> Exercise brief
Below are the entries; return every line among them that holds the word "interrupt".

Stored items
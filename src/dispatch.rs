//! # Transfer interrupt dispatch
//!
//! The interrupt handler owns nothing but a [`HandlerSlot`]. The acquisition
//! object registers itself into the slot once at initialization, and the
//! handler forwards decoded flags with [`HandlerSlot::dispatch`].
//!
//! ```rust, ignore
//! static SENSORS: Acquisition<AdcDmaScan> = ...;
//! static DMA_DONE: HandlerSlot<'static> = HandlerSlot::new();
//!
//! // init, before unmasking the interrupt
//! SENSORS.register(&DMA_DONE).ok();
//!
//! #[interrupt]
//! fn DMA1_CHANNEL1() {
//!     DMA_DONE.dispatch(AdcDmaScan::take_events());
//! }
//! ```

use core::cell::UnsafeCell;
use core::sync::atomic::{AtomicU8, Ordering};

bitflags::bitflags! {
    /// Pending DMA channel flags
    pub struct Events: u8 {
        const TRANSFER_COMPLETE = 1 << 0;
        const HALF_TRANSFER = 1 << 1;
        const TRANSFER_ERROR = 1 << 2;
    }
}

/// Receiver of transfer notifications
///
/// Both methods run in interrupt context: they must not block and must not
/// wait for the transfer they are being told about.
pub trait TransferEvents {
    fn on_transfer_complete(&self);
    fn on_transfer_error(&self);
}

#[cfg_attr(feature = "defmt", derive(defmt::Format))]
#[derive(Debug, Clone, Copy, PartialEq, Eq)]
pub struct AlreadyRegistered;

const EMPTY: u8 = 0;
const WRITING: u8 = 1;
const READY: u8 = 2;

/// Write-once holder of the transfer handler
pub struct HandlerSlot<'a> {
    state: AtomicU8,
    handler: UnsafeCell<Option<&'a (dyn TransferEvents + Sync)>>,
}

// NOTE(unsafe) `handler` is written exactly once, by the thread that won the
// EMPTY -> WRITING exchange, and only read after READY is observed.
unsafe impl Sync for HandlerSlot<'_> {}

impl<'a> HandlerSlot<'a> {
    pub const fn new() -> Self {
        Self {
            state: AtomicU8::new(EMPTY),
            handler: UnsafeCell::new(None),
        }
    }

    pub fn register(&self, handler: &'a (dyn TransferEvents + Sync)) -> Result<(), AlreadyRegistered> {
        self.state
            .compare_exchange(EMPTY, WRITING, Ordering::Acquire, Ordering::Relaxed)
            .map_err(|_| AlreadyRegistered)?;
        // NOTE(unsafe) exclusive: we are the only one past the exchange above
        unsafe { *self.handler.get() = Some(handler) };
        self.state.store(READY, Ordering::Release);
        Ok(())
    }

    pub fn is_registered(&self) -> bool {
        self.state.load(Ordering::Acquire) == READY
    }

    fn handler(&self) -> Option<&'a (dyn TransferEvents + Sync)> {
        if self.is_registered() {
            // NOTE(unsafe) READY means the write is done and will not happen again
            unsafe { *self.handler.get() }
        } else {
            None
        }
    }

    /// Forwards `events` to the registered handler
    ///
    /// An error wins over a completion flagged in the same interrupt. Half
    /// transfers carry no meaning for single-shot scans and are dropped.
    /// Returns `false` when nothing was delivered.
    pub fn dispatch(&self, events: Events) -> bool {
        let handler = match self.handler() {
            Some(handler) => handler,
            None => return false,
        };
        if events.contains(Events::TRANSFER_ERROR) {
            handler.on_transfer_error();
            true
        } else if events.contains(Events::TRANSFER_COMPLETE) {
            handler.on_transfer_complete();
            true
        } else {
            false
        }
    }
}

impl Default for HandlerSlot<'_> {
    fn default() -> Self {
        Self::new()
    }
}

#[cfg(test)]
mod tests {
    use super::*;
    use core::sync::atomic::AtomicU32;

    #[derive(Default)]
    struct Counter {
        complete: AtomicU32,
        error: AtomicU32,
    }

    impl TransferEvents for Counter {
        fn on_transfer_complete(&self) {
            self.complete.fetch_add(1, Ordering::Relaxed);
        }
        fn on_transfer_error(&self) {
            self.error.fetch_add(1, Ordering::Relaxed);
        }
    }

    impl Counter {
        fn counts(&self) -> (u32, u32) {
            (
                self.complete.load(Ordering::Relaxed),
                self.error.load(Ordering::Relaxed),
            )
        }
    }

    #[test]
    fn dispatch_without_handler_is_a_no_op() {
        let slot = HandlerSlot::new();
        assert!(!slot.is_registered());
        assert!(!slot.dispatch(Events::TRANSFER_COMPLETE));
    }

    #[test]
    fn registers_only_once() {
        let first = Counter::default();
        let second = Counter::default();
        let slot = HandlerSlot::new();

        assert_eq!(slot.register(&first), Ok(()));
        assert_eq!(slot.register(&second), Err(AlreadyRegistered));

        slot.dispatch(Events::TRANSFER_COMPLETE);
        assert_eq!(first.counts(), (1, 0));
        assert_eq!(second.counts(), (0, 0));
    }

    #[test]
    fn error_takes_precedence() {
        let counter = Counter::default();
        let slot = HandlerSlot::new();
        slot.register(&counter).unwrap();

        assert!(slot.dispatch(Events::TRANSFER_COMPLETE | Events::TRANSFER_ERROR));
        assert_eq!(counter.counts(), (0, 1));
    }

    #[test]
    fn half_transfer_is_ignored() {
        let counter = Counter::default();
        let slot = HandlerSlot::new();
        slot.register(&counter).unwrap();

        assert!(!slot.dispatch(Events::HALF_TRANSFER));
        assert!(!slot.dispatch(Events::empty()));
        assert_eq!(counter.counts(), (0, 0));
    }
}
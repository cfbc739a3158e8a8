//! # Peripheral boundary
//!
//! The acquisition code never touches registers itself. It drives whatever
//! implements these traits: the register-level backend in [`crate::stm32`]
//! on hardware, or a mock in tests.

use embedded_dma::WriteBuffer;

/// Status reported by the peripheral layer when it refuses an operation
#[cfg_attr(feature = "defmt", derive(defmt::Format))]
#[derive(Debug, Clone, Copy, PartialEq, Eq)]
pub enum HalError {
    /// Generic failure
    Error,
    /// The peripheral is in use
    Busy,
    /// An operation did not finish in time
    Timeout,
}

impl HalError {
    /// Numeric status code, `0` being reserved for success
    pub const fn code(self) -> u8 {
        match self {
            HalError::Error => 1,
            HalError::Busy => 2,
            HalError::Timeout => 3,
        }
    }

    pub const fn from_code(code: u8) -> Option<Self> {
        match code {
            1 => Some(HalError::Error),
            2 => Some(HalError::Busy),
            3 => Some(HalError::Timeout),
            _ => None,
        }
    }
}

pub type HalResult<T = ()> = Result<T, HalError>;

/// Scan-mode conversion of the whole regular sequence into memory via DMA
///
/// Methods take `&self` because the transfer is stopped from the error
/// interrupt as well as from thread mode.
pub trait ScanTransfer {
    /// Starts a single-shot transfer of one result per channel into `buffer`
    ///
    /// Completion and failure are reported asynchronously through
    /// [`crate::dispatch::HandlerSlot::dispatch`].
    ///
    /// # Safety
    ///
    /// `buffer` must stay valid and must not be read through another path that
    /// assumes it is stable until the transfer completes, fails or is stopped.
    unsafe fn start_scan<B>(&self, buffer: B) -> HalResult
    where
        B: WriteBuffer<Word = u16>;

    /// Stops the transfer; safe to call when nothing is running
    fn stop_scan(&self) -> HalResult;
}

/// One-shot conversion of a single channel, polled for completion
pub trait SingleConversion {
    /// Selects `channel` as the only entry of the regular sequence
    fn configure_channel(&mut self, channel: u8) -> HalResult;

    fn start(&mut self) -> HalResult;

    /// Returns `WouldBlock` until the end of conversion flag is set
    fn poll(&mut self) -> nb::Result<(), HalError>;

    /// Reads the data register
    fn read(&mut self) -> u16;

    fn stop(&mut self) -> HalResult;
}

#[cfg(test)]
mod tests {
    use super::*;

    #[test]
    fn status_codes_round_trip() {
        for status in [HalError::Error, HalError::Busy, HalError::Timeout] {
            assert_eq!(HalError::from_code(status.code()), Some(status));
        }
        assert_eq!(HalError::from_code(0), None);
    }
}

> Answer for this exercise
//! # Transfer interrupt dispatch
//! The interrupt handler owns nothing but a [`HandlerSlot`]. The acquisition
//! // init, before unmasking the interrupt
//! #[interrupt]
/// Both methods run in interrupt context: they must not block and must not
    /// An error wins over a completion flagged in the same interrupt. Half
/// interrupt as well as from thread mode.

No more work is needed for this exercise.